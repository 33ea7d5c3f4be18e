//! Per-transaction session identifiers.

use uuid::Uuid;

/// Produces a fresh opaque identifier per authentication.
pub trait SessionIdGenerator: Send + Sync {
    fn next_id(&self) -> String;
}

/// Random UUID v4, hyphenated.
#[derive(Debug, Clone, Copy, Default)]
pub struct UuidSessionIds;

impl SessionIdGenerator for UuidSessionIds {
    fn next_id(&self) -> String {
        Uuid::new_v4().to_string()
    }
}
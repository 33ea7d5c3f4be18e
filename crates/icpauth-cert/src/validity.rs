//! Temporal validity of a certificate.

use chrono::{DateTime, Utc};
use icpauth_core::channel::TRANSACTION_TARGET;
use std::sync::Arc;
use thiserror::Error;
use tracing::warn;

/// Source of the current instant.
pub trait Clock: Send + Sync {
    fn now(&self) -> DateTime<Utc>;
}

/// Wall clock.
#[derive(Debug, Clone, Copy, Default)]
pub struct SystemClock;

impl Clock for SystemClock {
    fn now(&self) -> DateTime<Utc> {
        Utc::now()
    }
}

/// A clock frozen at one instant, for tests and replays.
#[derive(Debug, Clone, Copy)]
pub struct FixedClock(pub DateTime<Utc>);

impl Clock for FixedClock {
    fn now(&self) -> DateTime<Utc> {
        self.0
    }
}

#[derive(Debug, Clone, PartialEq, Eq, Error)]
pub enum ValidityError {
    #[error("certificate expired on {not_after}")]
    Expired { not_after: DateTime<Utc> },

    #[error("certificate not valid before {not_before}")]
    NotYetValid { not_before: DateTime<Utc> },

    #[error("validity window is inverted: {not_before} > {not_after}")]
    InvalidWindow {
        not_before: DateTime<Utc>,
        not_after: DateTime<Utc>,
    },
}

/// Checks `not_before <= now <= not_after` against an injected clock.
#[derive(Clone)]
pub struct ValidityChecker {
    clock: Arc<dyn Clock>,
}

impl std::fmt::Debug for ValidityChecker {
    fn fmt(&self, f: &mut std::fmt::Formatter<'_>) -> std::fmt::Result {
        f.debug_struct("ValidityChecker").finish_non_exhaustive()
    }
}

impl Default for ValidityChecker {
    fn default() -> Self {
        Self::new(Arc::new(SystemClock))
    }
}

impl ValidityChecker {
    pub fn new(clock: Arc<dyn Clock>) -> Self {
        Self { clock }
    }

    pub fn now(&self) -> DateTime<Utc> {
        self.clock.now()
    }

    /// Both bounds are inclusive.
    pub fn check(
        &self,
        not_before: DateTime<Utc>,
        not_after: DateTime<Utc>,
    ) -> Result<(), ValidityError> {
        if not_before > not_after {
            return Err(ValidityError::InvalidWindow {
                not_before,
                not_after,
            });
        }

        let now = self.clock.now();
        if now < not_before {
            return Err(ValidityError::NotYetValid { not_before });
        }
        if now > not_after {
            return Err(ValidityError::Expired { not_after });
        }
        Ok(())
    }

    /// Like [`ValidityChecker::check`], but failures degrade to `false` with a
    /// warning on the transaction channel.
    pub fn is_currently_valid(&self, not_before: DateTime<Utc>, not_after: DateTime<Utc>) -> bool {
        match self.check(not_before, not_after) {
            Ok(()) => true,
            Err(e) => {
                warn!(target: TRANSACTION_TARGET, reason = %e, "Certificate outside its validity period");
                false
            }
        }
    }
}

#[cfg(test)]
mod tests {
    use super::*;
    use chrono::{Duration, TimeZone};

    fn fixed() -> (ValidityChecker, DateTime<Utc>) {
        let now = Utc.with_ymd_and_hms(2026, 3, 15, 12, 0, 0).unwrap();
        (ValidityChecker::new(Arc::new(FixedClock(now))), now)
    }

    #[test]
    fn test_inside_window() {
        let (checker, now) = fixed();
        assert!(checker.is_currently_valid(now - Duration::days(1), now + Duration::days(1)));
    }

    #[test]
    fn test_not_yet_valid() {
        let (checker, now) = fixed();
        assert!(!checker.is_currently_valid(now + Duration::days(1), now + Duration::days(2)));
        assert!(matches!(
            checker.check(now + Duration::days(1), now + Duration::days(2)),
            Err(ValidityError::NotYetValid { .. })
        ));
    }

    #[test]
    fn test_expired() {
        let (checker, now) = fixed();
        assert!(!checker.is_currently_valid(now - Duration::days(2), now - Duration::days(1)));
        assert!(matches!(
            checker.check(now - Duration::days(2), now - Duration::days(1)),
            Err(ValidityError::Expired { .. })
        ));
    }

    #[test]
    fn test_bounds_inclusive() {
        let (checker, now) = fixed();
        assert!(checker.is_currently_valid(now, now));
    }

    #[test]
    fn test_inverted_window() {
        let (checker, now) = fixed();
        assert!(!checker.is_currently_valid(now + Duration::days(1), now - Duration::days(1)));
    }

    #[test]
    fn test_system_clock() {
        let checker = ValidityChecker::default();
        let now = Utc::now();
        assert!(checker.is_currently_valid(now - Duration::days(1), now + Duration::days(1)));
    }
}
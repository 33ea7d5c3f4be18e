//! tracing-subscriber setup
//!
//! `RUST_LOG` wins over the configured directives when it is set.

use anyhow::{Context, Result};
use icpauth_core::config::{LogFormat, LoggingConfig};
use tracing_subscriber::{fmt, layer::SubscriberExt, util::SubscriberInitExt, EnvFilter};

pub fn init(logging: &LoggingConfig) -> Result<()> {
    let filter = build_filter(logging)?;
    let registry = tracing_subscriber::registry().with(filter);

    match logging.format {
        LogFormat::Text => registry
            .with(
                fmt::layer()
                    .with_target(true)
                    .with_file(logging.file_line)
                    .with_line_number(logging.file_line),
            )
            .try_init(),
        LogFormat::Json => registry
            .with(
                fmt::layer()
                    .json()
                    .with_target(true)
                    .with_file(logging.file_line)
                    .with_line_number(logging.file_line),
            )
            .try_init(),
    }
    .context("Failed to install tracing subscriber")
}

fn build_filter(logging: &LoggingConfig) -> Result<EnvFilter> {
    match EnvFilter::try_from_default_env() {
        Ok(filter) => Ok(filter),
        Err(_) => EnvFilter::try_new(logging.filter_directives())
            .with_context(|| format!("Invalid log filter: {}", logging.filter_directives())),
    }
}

(EXERCISE BRIEF) Reading down the material above, count how many lines contain the word "registry". Respond with the number by itself.

(ANSWER BOX) 3